What do the lines from the top of the data through the line with "strategy state the" say? Quote them exactly and include both ends.

====== Supplied data

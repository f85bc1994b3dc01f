// Roulette Strategy Engine - Simulation Runner

use rust_decimal::Decimal;

use crate::strategy::StrategyState;
use crate::types::{RunSummary, SimulationRun, SpinRecord};
use crate::wheel::Wheel;

// ─── Errors ──────────────────────────────────────────────────────────────────

/// Rejections raised before a run starts. Once the loop is running there is
/// nothing left to fail: the wheel is infallible and the loop does no I/O.
#[derive(Debug, Clone, PartialEq, Eq, thiserror::Error)]
pub enum SimulationError {
    #[error("spin count must be at least 1")]
    InvalidSpinCount,
    #[error("capital threshold must be non-negative, got {0}")]
    InvalidThreshold(Decimal),
}

// ─── RouletteSimulation ──────────────────────────────────────────────────────

/// Drives one run: wheel in, ordered spin records and a summary out.
///
/// Spins are strictly sequential; each bet depends on the strategy state the
/// previous spin left behind. Every simulation owns its wheel, its strategy
/// state, and its accumulators, so independent runs can proceed concurrently
/// without any shared mutable state.
pub struct RouletteSimulation<W: Wheel> {
    wheel: W,
    state: StrategyState,
    spin_index: u32,
    running_total: Decimal,
    /// Peak running total and the earliest index that reached it. `None`
    /// until the first spin, so the first total always becomes the peak.
    peak: Option<(Decimal, u32)>,
}

impl<W: Wheel> RouletteSimulation<W> {
    pub fn new(wheel: W) -> Self {
        Self {
            wheel,
            state: StrategyState::new(),
            spin_index: 0,
            running_total: Decimal::ZERO,
            peak: None,
        }
    }

    /// Spin once under the live scheme and advance all accumulators.
    pub fn spin_once(&mut self) -> SpinRecord {
        let outcome = self.wheel.spin();
        let resolution = self.state.resolve(outcome);
        self.running_total += resolution.result;

        let index = self.spin_index;
        self.spin_index += 1;

        // Strict improvement only, so ties keep the earliest peak.
        let improved = match self.peak {
            Some((best, _)) => self.running_total > best,
            None => true,
        };
        if improved {
            self.peak = Some((self.running_total, index));
        }

        SpinRecord {
            index,
            outcome,
            color: outcome.color(),
            parity: outcome.parity(),
            half: outcome.half(),
            dozen: outcome.dozen(),
            strategy: resolution.strategy,
            result: resolution.result,
            running_total: self.running_total,
        }
    }

    /// Run a complete series of `spin_count` spins.
    ///
    /// All validation happens up front; a rejected call starts no partial run
    /// and consumes no entropy. Consumes the simulation, so every run starts
    /// from a fresh castle with a zeroed total.
    pub fn run(
        mut self,
        spin_count: u32,
        capital_threshold: Decimal,
    ) -> Result<SimulationRun, SimulationError> {
        if spin_count == 0 {
            return Err(SimulationError::InvalidSpinCount);
        }
        if capital_threshold < Decimal::ZERO {
            return Err(SimulationError::InvalidThreshold(capital_threshold));
        }

        let mut records = Vec::with_capacity(spin_count as usize);
        for _ in 0..spin_count {
            records.push(self.spin_once());
        }

        // spin_count >= 1, so the peak was recorded on the first spin.
        let (max_profit, max_profit_index) = self.peak.unwrap_or((Decimal::ZERO, 0));

        Ok(SimulationRun {
            records,
            summary: RunSummary {
                max_profit,
                max_profit_index,
                final_total: self.running_total,
            },
            capital_threshold,
        })
    }
}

============

Exercise answer »
repository f85bc1994b3dc01f
// Roulette Strategy Engine - Simulation Runner

use rust_decimal::Decimal;

use crate::strategy::StrategyState;
use crate::types::{RunSummary, SimulationRun, SpinRecord};
use crate::wheel::Wheel;

// ─── Errors ──────────────────────────────────────────────────────────────────

/// Rejections raised before a run starts. Once the loop is running there is
/// nothing left to fail: the wheel is infallible and the loop does no I/O.
#[derive(Debug, Clone, PartialEq, Eq, thiserror::Error)]
pub enum SimulationError {
    #[error("spin count must be at least 1")]
    InvalidSpinCount,
    #[error("capital threshold must be non-negative, got {0}")]
    InvalidThreshold(Decimal),
}

// ─── RouletteSimulation ──────────────────────────────────────────────────────

/// Drives one run: wheel in, ordered spin records and a summary out.
///
/// Spins are strictly sequential; each bet depends on the strategy state the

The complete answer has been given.